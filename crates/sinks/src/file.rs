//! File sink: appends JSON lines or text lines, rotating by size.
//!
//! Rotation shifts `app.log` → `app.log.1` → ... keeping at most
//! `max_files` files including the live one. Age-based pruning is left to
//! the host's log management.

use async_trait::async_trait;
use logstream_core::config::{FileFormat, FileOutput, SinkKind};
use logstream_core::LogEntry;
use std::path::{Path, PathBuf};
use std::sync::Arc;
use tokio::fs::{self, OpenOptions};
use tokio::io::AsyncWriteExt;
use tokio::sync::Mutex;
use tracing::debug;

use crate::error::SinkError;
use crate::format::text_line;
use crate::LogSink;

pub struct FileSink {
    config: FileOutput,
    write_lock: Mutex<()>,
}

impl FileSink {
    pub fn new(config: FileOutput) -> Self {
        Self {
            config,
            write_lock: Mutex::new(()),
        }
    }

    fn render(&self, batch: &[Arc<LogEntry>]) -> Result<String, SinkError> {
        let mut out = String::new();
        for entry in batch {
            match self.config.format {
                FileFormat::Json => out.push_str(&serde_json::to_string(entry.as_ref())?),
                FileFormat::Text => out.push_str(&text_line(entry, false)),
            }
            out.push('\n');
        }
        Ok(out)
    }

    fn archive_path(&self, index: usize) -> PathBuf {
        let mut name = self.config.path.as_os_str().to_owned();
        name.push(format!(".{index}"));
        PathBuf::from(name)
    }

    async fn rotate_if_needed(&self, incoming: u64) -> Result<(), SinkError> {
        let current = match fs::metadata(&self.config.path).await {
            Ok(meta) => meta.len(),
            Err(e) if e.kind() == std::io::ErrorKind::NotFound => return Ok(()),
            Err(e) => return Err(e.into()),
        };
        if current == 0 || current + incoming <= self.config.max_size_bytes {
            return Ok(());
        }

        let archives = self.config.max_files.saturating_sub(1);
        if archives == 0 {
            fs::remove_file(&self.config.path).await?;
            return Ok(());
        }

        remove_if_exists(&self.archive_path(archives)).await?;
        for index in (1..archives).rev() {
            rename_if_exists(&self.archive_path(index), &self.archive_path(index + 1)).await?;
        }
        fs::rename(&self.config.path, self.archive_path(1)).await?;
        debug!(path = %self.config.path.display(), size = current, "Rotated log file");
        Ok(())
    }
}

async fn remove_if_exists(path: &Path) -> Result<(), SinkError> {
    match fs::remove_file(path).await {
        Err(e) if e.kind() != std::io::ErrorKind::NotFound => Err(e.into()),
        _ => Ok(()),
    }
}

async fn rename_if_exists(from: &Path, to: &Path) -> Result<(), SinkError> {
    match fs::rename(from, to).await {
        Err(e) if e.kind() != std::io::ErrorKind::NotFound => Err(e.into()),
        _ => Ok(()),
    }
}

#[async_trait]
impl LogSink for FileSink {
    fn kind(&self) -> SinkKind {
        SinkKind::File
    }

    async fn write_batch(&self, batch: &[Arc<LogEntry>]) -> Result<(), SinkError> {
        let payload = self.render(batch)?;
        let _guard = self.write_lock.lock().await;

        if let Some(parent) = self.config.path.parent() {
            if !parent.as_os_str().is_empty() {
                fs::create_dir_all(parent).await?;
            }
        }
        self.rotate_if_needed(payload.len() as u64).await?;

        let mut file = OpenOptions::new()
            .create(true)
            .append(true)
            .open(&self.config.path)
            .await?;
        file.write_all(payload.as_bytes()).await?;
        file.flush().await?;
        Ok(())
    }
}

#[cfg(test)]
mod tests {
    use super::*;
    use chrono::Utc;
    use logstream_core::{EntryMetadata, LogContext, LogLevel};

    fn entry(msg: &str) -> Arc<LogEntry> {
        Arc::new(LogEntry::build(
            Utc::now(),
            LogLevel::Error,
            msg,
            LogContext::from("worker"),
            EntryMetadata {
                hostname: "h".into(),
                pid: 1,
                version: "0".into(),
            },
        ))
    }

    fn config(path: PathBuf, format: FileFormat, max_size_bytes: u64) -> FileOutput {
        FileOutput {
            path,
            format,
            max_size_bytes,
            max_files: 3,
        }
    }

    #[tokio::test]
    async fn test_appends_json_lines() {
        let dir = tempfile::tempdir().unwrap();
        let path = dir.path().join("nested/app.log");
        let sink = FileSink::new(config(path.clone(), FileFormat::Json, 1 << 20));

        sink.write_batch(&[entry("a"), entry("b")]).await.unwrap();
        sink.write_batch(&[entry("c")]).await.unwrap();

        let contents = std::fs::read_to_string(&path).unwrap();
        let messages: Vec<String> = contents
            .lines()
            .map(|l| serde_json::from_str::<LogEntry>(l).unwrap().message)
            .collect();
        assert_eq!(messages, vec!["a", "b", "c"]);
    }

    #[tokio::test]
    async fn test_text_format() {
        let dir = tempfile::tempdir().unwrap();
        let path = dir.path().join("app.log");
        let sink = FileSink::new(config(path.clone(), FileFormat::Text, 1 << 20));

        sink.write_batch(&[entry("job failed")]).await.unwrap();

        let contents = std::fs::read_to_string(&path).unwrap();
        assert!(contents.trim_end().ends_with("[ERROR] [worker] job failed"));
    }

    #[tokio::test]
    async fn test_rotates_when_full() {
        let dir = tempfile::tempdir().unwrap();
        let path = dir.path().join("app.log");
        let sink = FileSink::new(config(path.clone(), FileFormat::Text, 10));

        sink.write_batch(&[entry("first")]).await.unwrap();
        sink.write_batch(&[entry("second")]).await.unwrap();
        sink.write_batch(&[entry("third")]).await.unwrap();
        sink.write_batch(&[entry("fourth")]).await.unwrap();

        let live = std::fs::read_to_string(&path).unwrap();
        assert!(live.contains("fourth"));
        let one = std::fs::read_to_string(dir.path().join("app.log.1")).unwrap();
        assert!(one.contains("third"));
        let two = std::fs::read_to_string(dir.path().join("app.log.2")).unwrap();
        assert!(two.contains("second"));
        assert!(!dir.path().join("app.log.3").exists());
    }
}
=-=-=-=-=
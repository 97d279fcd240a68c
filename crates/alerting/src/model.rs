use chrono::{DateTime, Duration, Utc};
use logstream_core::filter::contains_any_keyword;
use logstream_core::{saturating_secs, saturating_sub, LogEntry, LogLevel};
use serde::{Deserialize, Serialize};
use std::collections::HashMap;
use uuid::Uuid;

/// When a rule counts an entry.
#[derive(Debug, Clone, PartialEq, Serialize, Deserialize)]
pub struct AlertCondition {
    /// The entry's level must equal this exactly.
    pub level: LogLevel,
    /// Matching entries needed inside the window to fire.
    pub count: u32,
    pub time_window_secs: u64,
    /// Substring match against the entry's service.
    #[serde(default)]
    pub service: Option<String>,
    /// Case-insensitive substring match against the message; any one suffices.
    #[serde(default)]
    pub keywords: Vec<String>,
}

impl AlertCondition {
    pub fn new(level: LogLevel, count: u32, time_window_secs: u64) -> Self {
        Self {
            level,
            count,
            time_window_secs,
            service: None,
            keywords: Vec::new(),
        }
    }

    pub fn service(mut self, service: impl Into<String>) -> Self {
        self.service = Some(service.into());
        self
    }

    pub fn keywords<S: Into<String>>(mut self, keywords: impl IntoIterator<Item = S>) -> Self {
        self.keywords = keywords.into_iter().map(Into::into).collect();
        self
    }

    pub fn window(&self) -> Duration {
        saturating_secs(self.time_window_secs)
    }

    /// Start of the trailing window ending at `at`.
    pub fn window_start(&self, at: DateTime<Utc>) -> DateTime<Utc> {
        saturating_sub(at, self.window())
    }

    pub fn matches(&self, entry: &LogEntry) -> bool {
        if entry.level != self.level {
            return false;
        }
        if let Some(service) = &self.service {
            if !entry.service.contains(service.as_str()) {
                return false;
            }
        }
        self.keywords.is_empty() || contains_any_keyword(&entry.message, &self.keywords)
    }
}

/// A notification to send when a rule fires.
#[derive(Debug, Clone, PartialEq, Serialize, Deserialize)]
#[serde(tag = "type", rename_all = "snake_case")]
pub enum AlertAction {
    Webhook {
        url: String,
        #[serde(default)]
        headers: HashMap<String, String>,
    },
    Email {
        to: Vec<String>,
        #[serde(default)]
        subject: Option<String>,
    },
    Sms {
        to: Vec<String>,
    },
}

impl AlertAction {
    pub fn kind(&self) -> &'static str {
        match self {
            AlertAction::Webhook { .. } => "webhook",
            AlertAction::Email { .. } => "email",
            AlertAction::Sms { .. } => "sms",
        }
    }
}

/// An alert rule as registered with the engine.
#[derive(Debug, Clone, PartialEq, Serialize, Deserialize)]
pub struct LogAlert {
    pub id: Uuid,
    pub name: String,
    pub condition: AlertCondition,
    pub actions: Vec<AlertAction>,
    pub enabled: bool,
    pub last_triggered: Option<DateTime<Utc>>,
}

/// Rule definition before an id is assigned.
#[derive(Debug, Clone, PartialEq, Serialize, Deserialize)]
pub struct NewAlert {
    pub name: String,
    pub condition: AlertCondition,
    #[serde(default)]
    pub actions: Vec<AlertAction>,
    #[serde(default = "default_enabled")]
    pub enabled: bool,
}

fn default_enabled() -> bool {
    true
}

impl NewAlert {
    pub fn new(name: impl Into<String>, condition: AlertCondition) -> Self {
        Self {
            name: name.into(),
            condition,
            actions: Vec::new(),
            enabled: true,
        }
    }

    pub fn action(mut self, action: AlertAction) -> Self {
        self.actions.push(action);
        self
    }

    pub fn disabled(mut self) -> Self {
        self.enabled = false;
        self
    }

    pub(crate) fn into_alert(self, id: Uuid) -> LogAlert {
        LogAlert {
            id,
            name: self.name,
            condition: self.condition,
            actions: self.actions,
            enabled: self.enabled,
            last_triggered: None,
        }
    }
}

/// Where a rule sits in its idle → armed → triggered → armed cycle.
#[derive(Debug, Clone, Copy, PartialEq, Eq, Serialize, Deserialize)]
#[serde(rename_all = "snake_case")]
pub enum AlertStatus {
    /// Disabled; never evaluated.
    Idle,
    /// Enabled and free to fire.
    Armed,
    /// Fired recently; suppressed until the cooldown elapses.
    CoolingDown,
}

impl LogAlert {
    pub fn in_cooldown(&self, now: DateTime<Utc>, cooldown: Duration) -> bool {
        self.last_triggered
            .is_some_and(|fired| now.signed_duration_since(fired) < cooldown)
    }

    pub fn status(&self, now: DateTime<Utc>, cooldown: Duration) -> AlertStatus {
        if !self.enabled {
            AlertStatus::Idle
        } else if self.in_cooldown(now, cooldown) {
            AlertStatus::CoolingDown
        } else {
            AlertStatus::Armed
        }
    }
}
=-=-=-=-=
• _ABOUT THIS EXERCISE_: In the records, locate each line holding the string "impl" and copy it.

• _EXERCISE ANSWER_:
impl FileSink {
impl LogSink for FileSink {
impl AlertCondition {
    pub fn service(mut self, service: impl Into<String>) -> Self {
    pub fn keywords<S: Into<String>>(mut self, keywords: impl IntoIterator<Item = S>) -> Self {
impl AlertAction {
impl NewAlert {
    pub fn new(name: impl Into<String>, condition: AlertCondition) -> Self {
impl LogAlert {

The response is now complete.